[RECORDS FOR THE EXERCISE]

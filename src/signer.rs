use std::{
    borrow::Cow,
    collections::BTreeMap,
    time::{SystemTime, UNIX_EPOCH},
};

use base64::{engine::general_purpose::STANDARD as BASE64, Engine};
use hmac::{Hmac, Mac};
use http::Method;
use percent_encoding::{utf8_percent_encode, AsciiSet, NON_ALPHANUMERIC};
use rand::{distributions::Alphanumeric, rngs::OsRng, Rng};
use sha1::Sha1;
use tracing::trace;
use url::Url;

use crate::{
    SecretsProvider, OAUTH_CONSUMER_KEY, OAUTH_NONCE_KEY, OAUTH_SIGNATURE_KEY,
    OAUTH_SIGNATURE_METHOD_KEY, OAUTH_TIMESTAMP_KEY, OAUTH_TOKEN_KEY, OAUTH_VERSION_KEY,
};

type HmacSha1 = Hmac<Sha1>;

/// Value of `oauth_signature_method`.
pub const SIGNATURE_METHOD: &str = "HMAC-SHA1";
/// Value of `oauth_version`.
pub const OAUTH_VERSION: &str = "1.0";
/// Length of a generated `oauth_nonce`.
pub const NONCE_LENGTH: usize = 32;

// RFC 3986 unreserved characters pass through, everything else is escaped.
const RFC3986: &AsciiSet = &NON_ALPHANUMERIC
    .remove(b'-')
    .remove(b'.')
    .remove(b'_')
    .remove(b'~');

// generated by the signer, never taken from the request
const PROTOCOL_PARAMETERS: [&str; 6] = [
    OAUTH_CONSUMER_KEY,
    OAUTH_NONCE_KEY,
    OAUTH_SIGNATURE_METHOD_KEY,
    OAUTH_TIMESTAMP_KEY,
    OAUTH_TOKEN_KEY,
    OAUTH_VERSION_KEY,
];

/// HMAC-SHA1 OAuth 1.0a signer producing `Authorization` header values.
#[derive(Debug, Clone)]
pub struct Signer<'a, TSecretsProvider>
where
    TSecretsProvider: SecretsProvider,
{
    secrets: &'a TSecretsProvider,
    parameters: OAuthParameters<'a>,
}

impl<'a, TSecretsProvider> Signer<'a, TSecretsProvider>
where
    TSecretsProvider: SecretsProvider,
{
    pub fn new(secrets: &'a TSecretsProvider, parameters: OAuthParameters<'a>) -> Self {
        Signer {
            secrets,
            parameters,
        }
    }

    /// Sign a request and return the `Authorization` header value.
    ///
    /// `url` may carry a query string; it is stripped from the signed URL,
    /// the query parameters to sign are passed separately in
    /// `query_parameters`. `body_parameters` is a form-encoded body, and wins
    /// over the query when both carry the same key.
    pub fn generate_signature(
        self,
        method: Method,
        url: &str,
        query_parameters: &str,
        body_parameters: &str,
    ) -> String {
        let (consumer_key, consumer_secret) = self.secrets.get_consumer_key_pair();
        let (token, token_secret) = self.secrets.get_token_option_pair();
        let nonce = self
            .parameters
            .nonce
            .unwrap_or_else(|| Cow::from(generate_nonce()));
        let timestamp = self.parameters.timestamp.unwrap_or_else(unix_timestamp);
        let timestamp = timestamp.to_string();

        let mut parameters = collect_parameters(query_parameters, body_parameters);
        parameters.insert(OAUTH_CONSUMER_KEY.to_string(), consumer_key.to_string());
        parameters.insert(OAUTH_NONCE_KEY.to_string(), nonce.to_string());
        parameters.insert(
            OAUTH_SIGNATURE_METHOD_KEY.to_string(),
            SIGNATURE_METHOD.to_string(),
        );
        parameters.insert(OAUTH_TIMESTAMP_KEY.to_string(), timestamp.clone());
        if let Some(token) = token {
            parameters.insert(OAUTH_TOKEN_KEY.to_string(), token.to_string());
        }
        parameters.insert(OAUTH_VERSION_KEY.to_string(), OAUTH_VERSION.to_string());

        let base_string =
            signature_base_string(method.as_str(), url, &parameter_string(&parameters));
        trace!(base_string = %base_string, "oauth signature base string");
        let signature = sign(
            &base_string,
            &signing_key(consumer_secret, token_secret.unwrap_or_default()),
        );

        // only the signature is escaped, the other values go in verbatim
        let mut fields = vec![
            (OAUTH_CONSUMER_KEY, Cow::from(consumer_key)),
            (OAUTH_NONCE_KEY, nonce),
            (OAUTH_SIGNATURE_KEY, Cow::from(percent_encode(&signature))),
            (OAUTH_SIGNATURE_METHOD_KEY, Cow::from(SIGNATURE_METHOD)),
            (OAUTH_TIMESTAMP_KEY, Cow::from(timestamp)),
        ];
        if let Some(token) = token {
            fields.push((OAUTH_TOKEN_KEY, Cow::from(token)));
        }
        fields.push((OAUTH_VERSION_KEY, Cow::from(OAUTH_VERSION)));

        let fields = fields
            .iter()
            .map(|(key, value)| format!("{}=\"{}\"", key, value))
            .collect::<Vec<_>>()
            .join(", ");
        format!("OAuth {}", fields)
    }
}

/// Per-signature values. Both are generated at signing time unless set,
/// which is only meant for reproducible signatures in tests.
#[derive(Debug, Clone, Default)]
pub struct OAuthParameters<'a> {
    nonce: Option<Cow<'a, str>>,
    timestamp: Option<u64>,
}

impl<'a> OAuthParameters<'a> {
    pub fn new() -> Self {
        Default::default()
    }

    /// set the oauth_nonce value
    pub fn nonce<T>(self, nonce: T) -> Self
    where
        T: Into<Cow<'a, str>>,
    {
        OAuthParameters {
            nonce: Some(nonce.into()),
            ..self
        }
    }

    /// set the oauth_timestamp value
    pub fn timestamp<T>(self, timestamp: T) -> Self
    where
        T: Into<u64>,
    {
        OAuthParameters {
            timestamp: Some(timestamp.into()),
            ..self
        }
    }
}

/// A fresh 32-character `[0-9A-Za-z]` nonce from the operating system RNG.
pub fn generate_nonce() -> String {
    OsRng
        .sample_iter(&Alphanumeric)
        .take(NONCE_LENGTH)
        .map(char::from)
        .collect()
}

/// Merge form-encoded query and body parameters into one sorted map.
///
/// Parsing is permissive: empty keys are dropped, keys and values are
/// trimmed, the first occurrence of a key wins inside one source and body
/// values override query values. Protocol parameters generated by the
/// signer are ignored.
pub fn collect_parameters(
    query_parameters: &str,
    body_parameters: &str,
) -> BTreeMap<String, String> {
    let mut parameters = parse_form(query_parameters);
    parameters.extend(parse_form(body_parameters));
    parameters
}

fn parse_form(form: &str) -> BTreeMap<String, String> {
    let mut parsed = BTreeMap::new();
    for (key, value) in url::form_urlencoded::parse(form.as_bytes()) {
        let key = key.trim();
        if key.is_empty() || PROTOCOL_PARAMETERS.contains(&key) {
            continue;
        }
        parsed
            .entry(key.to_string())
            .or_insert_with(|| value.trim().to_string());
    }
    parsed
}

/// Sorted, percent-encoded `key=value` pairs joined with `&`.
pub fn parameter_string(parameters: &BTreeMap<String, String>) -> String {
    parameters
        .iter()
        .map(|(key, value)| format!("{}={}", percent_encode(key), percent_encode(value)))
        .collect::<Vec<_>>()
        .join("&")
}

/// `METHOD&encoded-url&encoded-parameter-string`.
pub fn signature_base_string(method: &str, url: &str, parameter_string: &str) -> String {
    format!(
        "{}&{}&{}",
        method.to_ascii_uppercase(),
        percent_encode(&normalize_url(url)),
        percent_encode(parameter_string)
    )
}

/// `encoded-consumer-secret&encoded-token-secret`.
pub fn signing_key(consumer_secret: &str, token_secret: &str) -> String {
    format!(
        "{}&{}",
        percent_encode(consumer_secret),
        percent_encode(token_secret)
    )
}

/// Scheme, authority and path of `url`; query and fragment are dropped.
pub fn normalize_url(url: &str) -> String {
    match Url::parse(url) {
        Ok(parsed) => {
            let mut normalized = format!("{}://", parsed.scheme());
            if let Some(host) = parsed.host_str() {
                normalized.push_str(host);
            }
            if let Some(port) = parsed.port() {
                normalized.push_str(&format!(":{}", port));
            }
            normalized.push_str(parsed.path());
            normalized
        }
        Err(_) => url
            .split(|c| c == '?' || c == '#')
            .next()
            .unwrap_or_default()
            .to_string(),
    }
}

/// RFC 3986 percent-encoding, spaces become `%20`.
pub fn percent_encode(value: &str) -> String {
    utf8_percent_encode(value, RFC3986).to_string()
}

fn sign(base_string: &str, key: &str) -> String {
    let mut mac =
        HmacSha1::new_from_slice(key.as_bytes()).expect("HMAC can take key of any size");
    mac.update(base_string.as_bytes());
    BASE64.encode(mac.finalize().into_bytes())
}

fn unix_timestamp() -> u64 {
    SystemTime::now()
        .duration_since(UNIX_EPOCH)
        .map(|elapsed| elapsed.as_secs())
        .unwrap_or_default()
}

[/RECORDS FOR THE EXERCISE]
[RECORDS FOR THE EXERCISE]

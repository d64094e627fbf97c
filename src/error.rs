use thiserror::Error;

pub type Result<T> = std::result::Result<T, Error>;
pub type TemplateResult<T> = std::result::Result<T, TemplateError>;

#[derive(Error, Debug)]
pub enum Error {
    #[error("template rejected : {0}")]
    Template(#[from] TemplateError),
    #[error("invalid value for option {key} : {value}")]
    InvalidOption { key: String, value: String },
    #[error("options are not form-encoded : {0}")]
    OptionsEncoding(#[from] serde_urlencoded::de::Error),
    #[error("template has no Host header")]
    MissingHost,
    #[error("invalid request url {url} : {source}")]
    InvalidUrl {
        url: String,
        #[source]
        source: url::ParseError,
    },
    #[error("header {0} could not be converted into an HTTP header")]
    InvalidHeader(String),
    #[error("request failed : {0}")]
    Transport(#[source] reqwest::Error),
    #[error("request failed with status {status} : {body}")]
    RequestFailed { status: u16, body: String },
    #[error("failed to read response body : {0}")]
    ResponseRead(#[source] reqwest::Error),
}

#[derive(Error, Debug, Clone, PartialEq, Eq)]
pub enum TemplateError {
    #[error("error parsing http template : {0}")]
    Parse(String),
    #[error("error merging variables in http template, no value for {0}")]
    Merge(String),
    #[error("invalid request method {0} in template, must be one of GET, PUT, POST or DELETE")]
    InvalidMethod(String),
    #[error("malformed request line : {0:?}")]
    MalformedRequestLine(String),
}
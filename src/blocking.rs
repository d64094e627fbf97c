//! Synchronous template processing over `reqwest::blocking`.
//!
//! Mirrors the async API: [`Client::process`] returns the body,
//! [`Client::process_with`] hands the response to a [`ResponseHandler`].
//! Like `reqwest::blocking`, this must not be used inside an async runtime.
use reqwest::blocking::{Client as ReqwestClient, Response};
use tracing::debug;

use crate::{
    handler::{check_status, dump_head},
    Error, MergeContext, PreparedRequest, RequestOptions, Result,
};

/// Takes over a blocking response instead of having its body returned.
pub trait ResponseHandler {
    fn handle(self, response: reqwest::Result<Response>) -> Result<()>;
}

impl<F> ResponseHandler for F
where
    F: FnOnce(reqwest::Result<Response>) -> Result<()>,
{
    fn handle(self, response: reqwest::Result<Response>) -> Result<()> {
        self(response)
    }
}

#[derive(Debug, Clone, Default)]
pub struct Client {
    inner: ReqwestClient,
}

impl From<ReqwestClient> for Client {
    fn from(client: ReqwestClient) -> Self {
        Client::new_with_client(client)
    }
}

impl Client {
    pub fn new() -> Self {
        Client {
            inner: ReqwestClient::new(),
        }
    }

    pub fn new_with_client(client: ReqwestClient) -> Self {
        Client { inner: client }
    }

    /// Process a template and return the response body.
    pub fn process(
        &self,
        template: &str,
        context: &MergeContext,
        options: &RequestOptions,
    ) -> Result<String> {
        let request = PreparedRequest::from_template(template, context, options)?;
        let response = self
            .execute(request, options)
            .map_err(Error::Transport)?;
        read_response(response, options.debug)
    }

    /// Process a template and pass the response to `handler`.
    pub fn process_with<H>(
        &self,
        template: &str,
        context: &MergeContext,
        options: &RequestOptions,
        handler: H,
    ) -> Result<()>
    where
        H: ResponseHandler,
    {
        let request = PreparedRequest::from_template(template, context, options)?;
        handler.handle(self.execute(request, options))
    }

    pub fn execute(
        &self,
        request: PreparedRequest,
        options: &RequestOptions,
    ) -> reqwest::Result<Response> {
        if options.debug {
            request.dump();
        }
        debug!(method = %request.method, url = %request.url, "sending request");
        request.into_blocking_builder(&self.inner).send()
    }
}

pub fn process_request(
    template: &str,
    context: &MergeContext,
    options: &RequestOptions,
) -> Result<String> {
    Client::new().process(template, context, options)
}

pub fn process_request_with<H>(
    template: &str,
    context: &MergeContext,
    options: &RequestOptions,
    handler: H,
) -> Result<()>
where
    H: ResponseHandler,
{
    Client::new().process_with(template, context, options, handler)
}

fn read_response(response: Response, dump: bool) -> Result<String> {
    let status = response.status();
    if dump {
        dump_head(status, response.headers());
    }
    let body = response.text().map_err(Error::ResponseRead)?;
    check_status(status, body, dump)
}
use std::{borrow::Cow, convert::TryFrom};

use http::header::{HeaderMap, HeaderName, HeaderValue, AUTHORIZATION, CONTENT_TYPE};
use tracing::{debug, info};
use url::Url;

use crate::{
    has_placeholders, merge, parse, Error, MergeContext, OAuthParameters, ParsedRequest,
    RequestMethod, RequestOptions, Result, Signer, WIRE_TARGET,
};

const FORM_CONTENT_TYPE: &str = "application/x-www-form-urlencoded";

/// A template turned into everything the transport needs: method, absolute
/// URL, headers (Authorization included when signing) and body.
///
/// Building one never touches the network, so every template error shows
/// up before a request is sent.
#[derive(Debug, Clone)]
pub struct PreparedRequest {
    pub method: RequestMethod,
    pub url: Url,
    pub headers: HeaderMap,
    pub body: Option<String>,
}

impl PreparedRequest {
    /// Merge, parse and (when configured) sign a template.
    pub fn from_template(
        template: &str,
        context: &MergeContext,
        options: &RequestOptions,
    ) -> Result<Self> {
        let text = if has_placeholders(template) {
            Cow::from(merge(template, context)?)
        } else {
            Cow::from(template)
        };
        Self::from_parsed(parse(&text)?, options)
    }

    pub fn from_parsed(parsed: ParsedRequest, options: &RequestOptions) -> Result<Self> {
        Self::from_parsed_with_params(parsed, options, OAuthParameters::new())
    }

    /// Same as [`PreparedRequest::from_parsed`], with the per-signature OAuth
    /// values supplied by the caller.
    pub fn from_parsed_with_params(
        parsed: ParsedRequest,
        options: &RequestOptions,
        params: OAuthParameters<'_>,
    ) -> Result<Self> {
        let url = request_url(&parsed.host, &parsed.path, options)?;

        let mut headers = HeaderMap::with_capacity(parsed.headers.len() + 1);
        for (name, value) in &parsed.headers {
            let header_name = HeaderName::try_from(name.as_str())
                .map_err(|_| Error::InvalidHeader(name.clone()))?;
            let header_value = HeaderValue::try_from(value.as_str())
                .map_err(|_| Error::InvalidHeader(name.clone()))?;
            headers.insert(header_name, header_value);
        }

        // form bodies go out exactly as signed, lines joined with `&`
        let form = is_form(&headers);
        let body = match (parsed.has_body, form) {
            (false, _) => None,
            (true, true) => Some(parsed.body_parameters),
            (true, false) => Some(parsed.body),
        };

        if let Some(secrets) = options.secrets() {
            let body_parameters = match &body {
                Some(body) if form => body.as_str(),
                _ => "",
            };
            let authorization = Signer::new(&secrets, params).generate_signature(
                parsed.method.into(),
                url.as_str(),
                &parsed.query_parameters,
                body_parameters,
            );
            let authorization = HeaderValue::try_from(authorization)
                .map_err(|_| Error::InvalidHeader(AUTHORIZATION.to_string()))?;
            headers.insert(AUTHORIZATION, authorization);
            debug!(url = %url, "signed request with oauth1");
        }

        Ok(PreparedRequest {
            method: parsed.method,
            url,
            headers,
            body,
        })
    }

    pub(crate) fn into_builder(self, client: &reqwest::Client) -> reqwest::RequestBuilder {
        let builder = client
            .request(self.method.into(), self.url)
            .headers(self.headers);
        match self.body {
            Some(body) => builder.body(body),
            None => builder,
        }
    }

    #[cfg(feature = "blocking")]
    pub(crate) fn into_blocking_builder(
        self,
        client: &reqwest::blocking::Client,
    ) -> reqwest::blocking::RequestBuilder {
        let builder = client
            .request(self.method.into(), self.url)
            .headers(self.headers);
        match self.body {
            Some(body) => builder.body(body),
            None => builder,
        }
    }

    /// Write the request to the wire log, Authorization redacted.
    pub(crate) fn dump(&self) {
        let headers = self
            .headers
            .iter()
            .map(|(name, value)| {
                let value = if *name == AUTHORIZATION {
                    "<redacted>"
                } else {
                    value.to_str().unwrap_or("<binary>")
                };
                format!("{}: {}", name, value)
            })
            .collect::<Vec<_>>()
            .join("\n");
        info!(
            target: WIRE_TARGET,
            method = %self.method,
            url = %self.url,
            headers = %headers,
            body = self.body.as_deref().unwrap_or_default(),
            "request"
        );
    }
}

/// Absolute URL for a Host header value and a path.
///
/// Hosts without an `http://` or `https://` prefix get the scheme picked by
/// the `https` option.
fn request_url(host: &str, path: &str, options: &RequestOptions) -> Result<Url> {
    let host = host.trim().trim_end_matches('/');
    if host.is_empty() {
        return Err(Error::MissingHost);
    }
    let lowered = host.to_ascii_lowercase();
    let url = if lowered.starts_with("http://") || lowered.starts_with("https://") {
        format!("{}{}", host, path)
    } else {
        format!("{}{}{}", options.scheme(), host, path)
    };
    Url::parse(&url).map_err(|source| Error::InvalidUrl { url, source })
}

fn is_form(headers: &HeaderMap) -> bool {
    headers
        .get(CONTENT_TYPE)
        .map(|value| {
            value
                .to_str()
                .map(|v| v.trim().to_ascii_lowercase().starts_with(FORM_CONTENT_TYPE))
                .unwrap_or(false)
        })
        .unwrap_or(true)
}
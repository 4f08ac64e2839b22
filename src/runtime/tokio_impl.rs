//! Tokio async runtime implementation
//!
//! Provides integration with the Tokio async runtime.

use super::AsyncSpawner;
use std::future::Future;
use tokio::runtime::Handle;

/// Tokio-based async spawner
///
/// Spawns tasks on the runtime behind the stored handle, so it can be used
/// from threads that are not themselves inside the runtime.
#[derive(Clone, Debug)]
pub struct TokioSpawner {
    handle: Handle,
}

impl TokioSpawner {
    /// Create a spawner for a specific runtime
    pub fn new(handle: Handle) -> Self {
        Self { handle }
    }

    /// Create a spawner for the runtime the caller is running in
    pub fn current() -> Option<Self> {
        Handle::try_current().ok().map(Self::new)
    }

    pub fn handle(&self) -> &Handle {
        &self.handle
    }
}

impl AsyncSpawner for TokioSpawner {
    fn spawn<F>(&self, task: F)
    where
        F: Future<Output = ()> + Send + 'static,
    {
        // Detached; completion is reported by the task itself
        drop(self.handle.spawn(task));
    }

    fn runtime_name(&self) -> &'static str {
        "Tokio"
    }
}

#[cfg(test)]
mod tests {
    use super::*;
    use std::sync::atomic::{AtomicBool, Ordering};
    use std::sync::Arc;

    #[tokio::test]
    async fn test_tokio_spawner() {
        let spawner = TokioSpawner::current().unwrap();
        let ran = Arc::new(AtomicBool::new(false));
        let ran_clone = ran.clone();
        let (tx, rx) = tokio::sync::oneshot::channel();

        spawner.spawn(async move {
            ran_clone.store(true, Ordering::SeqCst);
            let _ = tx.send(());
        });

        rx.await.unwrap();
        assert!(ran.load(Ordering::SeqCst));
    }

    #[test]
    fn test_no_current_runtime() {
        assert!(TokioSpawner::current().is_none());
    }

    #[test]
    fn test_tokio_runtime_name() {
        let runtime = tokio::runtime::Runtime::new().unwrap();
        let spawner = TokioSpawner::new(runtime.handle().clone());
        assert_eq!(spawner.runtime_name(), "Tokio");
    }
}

[/RECORDS FOR THE EXERCISE]

- **ASSIGNMENT**: Restate word for word only the lines above from the line containing "filename src/signer.rs" to the line containing "use http::Method;", both of them included.

- **WRITTEN REPLY**:
filename src/signer.rs
use std::{
    borrow::Cow,
    collections::BTreeMap,
    time::{SystemTime, UNIX_EPOCH},
};

use base64::{engine::general_purpose::STANDARD as BASE64, Engine};
use hmac::{Hmac, Mac};
use http::Method;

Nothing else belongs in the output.